Bryce had spent an hour that way, calling multiple syllable words down to him and listening to him define them, catching his eyes on her when she looked up from the book and feeling her face turn red.
“Isn’t this boring for you?” Carter had asked.
“No,” she said, because it wasn’t for some reason. She liked to watch him think.
He stood on a mound of old rocks, his hand absentmindedly on his lips as he conjured the right words, his long, lean muscles running from one angle to the other in the most natural way, unlike Greg, who sculpted himself at the gym with self-conscious purpose. Carter looked like he belonged out here, like he belonged everywhere.
She did everything around him without worrying, without having to think about who she was hurting, without remembering every little thing from when she was seventeen.
Her phone buzzed again. Bryce rolled like a log over to the bedside table.
k. you have pancake stuff?
“Mom!” Bryce shouted upstairs.
“What?” she shouted back.
“Do we have the ingredients for pancakes?”
After a while her mother called, “Sure.” Then, “Why?”
“Carter can come over, right?”
When Bryce finally made it up the stairs—after a lot of sitting on her bed with no pants on, listening to the Beatles—she found Carter already explaining to her mom the science of pancakes that were fluffy on the inside and crispy on the outside. Sunshine hit the panes of the kitchen windows, leaving patches of warm light on the dark marble countertops.
Bryce’s mom smiled at her. Bryce grinned back.
Carter stopped talking briefly when he saw Bryce. She was still wearing his shirt, and had managed to put on pants.
“Um,” he said, looking at her. “Sorry, I lost my train of thought.”
“You were talking about how to make pancakes,” Bryce said, her eyes locked on his.
“Yeah.” He shook his head, turning back to her mother. “So…”
She saw he still had ink stains on his fingertips from takin
g notes with his ballpoint pen. He noticed her gaze and smiled, casting his blue-gray eyes downward. He had been in her kitchen before, but not like this. Not after she had had her lips on his.
“You ready to start, then?” he said, rubbing his hands together.
She smiled at Carter. “Hang on,” Bryce put a hand on her mother’s arm. “Is Dad here? He loves pancakes.”
“You’re right,” said Bryce’s mom. “He usually goes on a walk now, but—”
“See if you can catch him!” Bryce said hurriedly. Her mother bustled out of the room.
When she disappeared, Bryce hoisted herself to sit on top of the counter, inches away from Carter.
“Hi,” Bryce said.

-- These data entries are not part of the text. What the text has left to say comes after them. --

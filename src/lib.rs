pub mod config;
pub mod error;
pub mod message;
pub mod routes;
pub mod services;
pub mod state;
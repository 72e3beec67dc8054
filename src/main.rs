use std::sync::Arc;

use axum::http::HeaderValue;
use tower_http::cors::{AllowOrigin, Any, CorsLayer};
use tracing_subscriber::EnvFilter;

use gem_concierge::config::Config;
use gem_concierge::routes;
use gem_concierge::services::agent::AgentClient;
use gem_concierge::state::AppState;

#[tokio::main]
async fn main() -> anyhow::Result<()> {
    dotenvy::dotenv().ok();
    tracing_subscriber::fmt()
        .with_env_filter(
            EnvFilter::try_from_default_env().unwrap_or_else(|_| EnvFilter::new("info")),
        )
        .init();

    let config = Config::from_env();
    let agent = AgentClient::new(&config)?;

    // The runtime may come up after us; an existing global session also works.
    if let Err(err) = agent.ensure_session().await {
        tracing::warn!(%err, "could not create runtime session at startup");
    }

    let cors = build_cors(&config);
    let state = Arc::new(AppState::new(agent, config.agent_session_id.clone()));
    let app = routes::create_router().with_state(state).layer(cors);

    let listener = tokio::net::TcpListener::bind(&config.bind_addr).await?;
    tracing::info!("gem concierge listening on http://{}", config.bind_addr);
    axum::serve(listener, app).await?;
    Ok(())
}

fn build_cors(config: &Config) -> CorsLayer {
    if config.cors_origins.is_empty() {
        return CorsLayer::very_permissive();
    }
    let origins: Vec<HeaderValue> = config
        .cors_origins
        .iter()
        .filter_map(|origin| origin.parse().ok())
        .collect();
    CorsLayer::new()
        .allow_origin(AllowOrigin::list(origins))
        .allow_methods(Any)
        .allow_headers(Any)
}
// src/services/mod.rs
pub mod agent;
pub mod events;
pub mod gem_cache;
pub mod ranking;
// src/models/mod.rs

pub mod legacy;
pub mod quiz;
pub mod session;
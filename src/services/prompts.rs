// src/services/prompts.rs

pub const QUESTIONS_TASK: &str = "Questions Extraction";
pub const ANSWERS_TASK: &str = "Answers Extraction";

pub const PROMPT_QUESTIONS: &str = r#"
You are a quiz extraction engine.
Extract quiz questions and options from the uploaded PDF.

STRICT RULES:
1. Extract ONLY questions and 4 options.
2. Do NOT extract answers or explanations.
3. Preserve original question order.

OUTPUT FORMAT (JSON ONLY):
{
  "quiz_title": "Video Title",
  "questions": [
    {
      "id": 1,
      "question": "Question text",
      "options": [
        { "key": "1", "text": "Option 1" },
        { "key": "2", "text": "Option 2" },
        { "key": "3", "text": "Option 3" },
        { "key": "4", "text": "Option 4" }
      ]
    }
  ]
}
"#;

pub const PROMPT_ANSWERS: &str = r#"
You are an answer key extraction engine.
Extract the correct answer keys for the questions from the uploaded PDF.

STRICT RULES:
1. Extract the question number and the correct option key (1, 2, 3, or 4).
2. If the answer is a letter (A, B, C, D), convert to (1, 2, 3, 4).
3. Return a simple mapping list.

OUTPUT FORMAT (JSON ONLY):
{
  "answers": [
    { "question_id": 1, "correct_key": "1" },
    { "question_id": 2, "correct_key": "3" }
  ]
}
"#;
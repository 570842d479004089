// src/utils/mod.rs

pub mod text;
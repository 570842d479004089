use std::{path::Path, sync::LazyLock};

use regex::Regex;

static WORD_START: LazyLock<Regex> = LazyLock::new(|| Regex::new(r"\b\w").unwrap());

/// Removes Markdown code-fence markers (```json / ```) that models tend to
/// wrap JSON in, then trims the result.
pub fn strip_code_fences(text: &str) -> String {
    text.replace("```json", "").replace("```", "").trim().to_string()
}

/// Turns a file stem such as `world_capitals` into `World Capitals`.
pub fn humanize_title(stem: &str) -> String {
    let spaced = stem.replace('_', " ");
    WORD_START
        .replace_all(&spaced, |caps: &regex::Captures| caps[0].to_uppercase())
        .into_owned()
}

/// Shows only the first five characters of a credential.
pub fn mask_credential(credential: &str) -> String {
    let prefix: String = credential.chars().take(5).collect();
    format!("{}...", prefix)
}

/// Quiz identifiers map straight onto file names, so anything that could
/// leave the quiz directory is refused. Any stem the store lists passes.
pub fn is_valid_quiz_id(id: &str) -> bool {
    !id.is_empty()
        && id.len() <= 255
        && id != "."
        && id != ".."
        && !id.chars().any(|c| c == '/' || c == '\\' || c.is_control())
}

/// Final path component of a client-supplied file name.
pub fn file_name_component(raw: &str) -> String {
    let normalized = raw.replace('\\', "/");
    Path::new(&normalized)
        .file_name()
        .map(|name| name.to_string_lossy().into_owned())
        .unwrap_or_default()
}

#[cfg(test)]
mod tests {
    use super::*;

    #[test]
    fn fences_are_stripped() {
        assert_eq!(strip_code_fences("```json\n{\"a\": 1}\n```"), "{\"a\": 1}");
        assert_eq!(strip_code_fences("  [1, 2] "), "[1, 2]");
    }

    #[test]
    fn titles_are_humanized() {
        assert_eq!(humanize_title("world_capitals"), "World Capitals");
        assert_eq!(humanize_title("unit_3_review"), "Unit 3 Review");
    }

    #[test]
    fn credentials_are_masked() {
        assert_eq!(mask_credential("AIzaSyExample"), "AIzaS...");
        assert_eq!(mask_credential("ab"), "ab...");
    }

    #[test]
    fn quiz_ids_reject_path_tricks() {
        assert!(is_valid_quiz_id("a1b2c3d4"));
        assert!(is_valid_quiz_id("world_capitals"));
        assert!(!is_valid_quiz_id("../secret"));
        assert!(is_valid_quiz_id("unit 3.1"));
        assert!(!is_valid_quiz_id("a/b"));
        assert!(!is_valid_quiz_id("..\\secret"));
        assert!(!is_valid_quiz_id(".."));
        assert!(is_valid_quiz_id("draft..v2"));
        assert!(!is_valid_quiz_id("x\0y"));
        assert!(!is_valid_quiz_id(""));
    }

    #[test]
    fn file_names_lose_their_directories() {
        assert_eq!(file_name_component("../../etc/passwd"), "passwd");
        assert_eq!(file_name_component("C:\\docs\\exam.pdf"), "exam.pdf");
        assert_eq!(file_name_component("exam.pdf"), "exam.pdf");
        assert_eq!(file_name_component(".."), "");
    }
}
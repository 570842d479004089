// src/main.rs

use std::sync::Arc;

use dotenvy::dotenv;
use pdf_quiz::config::Config;
use pdf_quiz::routes;
use pdf_quiz::services::{extractor::Extractor, gemini::GeminiBackend, store::QuizStore};
use pdf_quiz::state::AppState;
use tracing_subscriber::{EnvFilter, fmt, layer::SubscriberExt, util::SubscriberInitExt};

#[tokio::main]
async fn main() {
    // Load .env file (if present)
    dotenv().ok();

    // Load configuration from environment
    let config = Config::from_env();

    let file_appender = tracing_appender::rolling::daily("logs", "app.log");
    let (non_blocking, _guard) = tracing_appender::non_blocking(file_appender);
    let env_filter = EnvFilter::new(&config.rust_log);
    let stdout_layer = fmt::layer().with_writer(std::io::stdout).with_target(false);
    let file_layer = fmt::layer().with_writer(non_blocking).with_ansi(false);

    // Initialize Tracing (Logging)
    tracing_subscriber::registry()
        .with(env_filter)
        .with(stdout_layer)
        .with(file_layer)
        .init();

    if config.credentials.is_empty() {
        tracing::warn!("No GEMINI_API_KEYS / GEMINI_API_KEY set; uploads will fail");
    } else {
        tracing::info!(
            "Loaded {} API key(s), models: {:?}",
            config.credentials.len(),
            config.models
        );
    }

    // Ensure dirs exist
    let store = QuizStore::new(config.quiz_dir());
    store
        .ensure_dir()
        .await
        .expect("Failed to create quiz directory");
    tokio::fs::create_dir_all(&config.upload_dir)
        .await
        .expect("Failed to create upload directory");

    let backend = GeminiBackend::new(config.gemini_base_url.clone(), config.request_timeout)
        .expect("Failed to build HTTP client");
    let extractor = Extractor::new(Arc::new(backend), config.extractor_config());

    // Create AppState
    let state = AppState {
        config: config.clone(),
        store,
        extractor,
    };

    // Create the Axum application router
    let app = routes::create_router(state);

    // Bind to the listening address
    let addr = config.bind_addr();
    tracing::info!("Listening on {}", addr);

    let listener = tokio::net::TcpListener::bind(addr).await.unwrap();

    // Start the server
    axum::serve(listener, app).await.unwrap();
}
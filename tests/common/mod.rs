// tests/common/mod.rs

#![allow(dead_code)]

use std::{
    collections::VecDeque,
    path::PathBuf,
    sync::{Arc, Mutex},
    time::Duration,
};

use async_trait::async_trait;
use pdf_quiz::{
    config::Config,
    routes,
    services::{
        extractor::{
            CredentialPool, Extractor, ExtractorConfig, GenerateRequest, ModelBackend,
            ProviderError,
        },
        store::QuizStore,
    },
    state::AppState,
};

/// What the fake backend saw for one call.
#[derive(Debug, Clone)]
pub struct Call {
    pub model: String,
    pub credential: String,
    pub prompt: String,
    pub document_base64: String,
}

type Responder = Box<dyn Fn(&GenerateRequest<'_>) -> Result<String, ProviderError> + Send + Sync>;

/// In-process stand-in for the model provider.
pub struct ScriptedBackend {
    respond: Responder,
    calls: Mutex<Vec<Call>>,
}

impl ScriptedBackend {
    pub fn new(
        respond: impl Fn(&GenerateRequest<'_>) -> Result<String, ProviderError> + Send + Sync + 'static,
    ) -> Arc<Self> {
        Arc::new(Self {
            respond: Box::new(respond),
            calls: Mutex::new(Vec::new()),
        })
    }

    /// Answers calls in order from `script`; fails once it runs out.
    pub fn sequence(script: Vec<Result<String, ProviderError>>) -> Arc<Self> {
        let script = Mutex::new(VecDeque::from(script));
        Self::new(move |_| {
            script
                .lock()
                .unwrap()
                .pop_front()
                .unwrap_or_else(|| Err(ProviderError::new(None, "script exhausted")))
        })
    }

    pub fn calls(&self) -> Vec<Call> {
        self.calls.lock().unwrap().clone()
    }
}

#[async_trait]
impl ModelBackend for ScriptedBackend {
    async fn generate(&self, request: GenerateRequest<'_>) -> Result<String, ProviderError> {
        self.calls.lock().unwrap().push(Call {
            model: request.model.to_string(),
            credential: request.credential.to_string(),
            prompt: request.prompt.to_string(),
            document_base64: request.document_base64.to_string(),
        });
        (self.respond)(&request)
    }
}

pub fn http_error(status: u16, message: &str) -> Result<String, ProviderError> {
    Err(ProviderError::new(Some(status), message))
}

pub fn keys(names: &[&str]) -> CredentialPool {
    CredentialPool::new(names.iter().map(|k| k.to_string()).collect())
}

pub fn extractor(backend: Arc<ScriptedBackend>, models: &[&str], pool: CredentialPool) -> Extractor {
    Extractor::new(
        backend,
        ExtractorConfig {
            models: models.iter().map(|m| m.to_string()).collect(),
            credentials: pool,
            backoff: Duration::ZERO,
        },
    )
}

/// Unique scratch directory under the OS temp dir.
pub fn scratch_dir(label: &str) -> PathBuf {
    let dir = std::env::temp_dir().join(format!("pdf_quiz_{}_{}", label, uuid::Uuid::new_v4()));
    std::fs::create_dir_all(&dir).expect("Failed to create scratch dir");
    dir
}

pub struct TestApp {
    pub address: String,
    pub public_dir: PathBuf,
    pub upload_dir: PathBuf,
}

impl TestApp {
    pub fn quiz_dir(&self) -> PathBuf {
        self.public_dir.join("quizzes")
    }
}

/// Spawns the app on a random port with the given fake backend.
pub async fn spawn_app(backend: Arc<ScriptedBackend>, credentials: &[&str]) -> TestApp {
    let root = scratch_dir("app");

    let mut config = Config::from_lookup(|_| None);
    config.public_dir = root.join("public");
    config.upload_dir = root.join("uploads");
    config.credentials = keys(credentials);
    config.retry_backoff = Duration::ZERO;
    config.rust_log = "error".to_string();

    let store = QuizStore::new(config.quiz_dir());
    store.ensure_dir().await.expect("Failed to create quiz dir");

    let extractor = Extractor::new(backend, config.extractor_config());

    let state = AppState {
        config: config.clone(),
        store,
        extractor,
    };
    let app = routes::create_router(state);

    let listener = tokio::net::TcpListener::bind("127.0.0.1:0")
        .await
        .expect("Failed to bind random port");
    let port = listener.local_addr().unwrap().port();
    let address = format!("http://127.0.0.1:{}", port);

    tokio::spawn(async move {
        axum::serve(listener, app).await.unwrap();
    });

    TestApp {
        address,
        public_dir: config.public_dir,
        upload_dir: config.upload_dir,
    }
}
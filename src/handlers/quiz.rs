// src/handlers/quiz.rs

use axum::{
    Json,
    extract::{Path, State},
    response::IntoResponse,
};
use validator::Validate;

use crate::{
    error::AppError,
    models::session::SubmitSelectionsRequest,
    services::{session::ClientState, store::QuizStore},
};

/// Lists stored quizzes, newest first.
pub async fn list_quizzes(State(store): State<QuizStore>) -> Result<impl IntoResponse, AppError> {
    let quizzes = store.list().await?;
    Ok(Json(quizzes))
}

/// Retrieves one quiz in canonical form (legacy files are normalized).
pub async fn get_quiz(
    State(store): State<QuizStore>,
    Path(id): Path<String>,
) -> Result<impl IntoResponse, AppError> {
    let quiz = store.read(&id).await?;
    Ok(Json(quiz))
}

/// Scores a finished attempt.
///
/// * Loads the quiz and starts a session on it.
/// * Walks every question in order, applying the submitted selection.
/// * Returns score, percentage and the per-question review.
pub async fn submit_quiz(
    State(store): State<QuizStore>,
    Path(id): Path<String>,
    Json(req): Json<SubmitSelectionsRequest>,
) -> Result<impl IntoResponse, AppError> {
    if let Err(validation_errors) = req.validate() {
        return Err(AppError::BadRequest(validation_errors.to_string()));
    }

    let quiz = store.read(&id).await?;

    let mut session = match ClientState::loaded::<AppError>(Ok(quiz)) {
        ClientState::Active(session) => session,
        ClientState::Empty => {
            return Err(AppError::BadRequest("Quiz has no questions".to_string()));
        }
        ClientState::Loading | ClientState::Error(_) => {
            return Err(AppError::InternalServerError(format!(
                "quiz {} did not load",
                id
            )));
        }
    };

    session.replay(&req.selections);
    let results = session.results();

    tracing::info!(
        "Quiz {} submitted: {}/{} ({}%)",
        id,
        results.score,
        results.total,
        results.percentage
    );

    Ok(Json(results))
}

They were at eye level.
“Hello,” he said. He lifted his hand to brush away a strand of her hair.
“I didn’t know you knew so much about food,” she said.
They heard the footsteps of Bryce’s parents returning.
“…and I was just thinking,” Bryce’s mother was saying as they entered. “It’s been a while since I made them.”
“Well, thank you, Beth.” Bryce’s father looked at her mother, his tone light.
Bryce’s mother looked back at him. Bryce saw her pale pink lipstick turn up at the corners. “You’re very welcome.”
He sat down and spread out the New York Times in front of him as Bryce’s mother warmed up the griddle. She pulled out frilly aprons for herself and Bryce. Bryce was pleased to see hers wasn’t the one with the puffy rooster on the front. She hadn’t seen these aprons since she woke up.
“Want an apron?” her mom teased Carter.
Carter glanced at Bryce’s dad and said in a gruff voice, “No, thank you.”
Bryce and her mother giggled.
Carter threw himself around their modern tile with the same furrowed brow he got when taking Bryce’s blood pressure. He whipped pancake batter with precise strokes. He wiped his brow with one of their pristine white dish towels.
Things are better, Bryce couldn’t help thinking as she watched the batter fall into perfect circles. Her mom had started going for long walks in the morning with ladies from the neighborhood before she immersed herself in her work. Her dad had come home from Vanderbilt and gone straight out to the barn until nightfall, returning to the house with his toolbox and not even bothering to turn on the TV.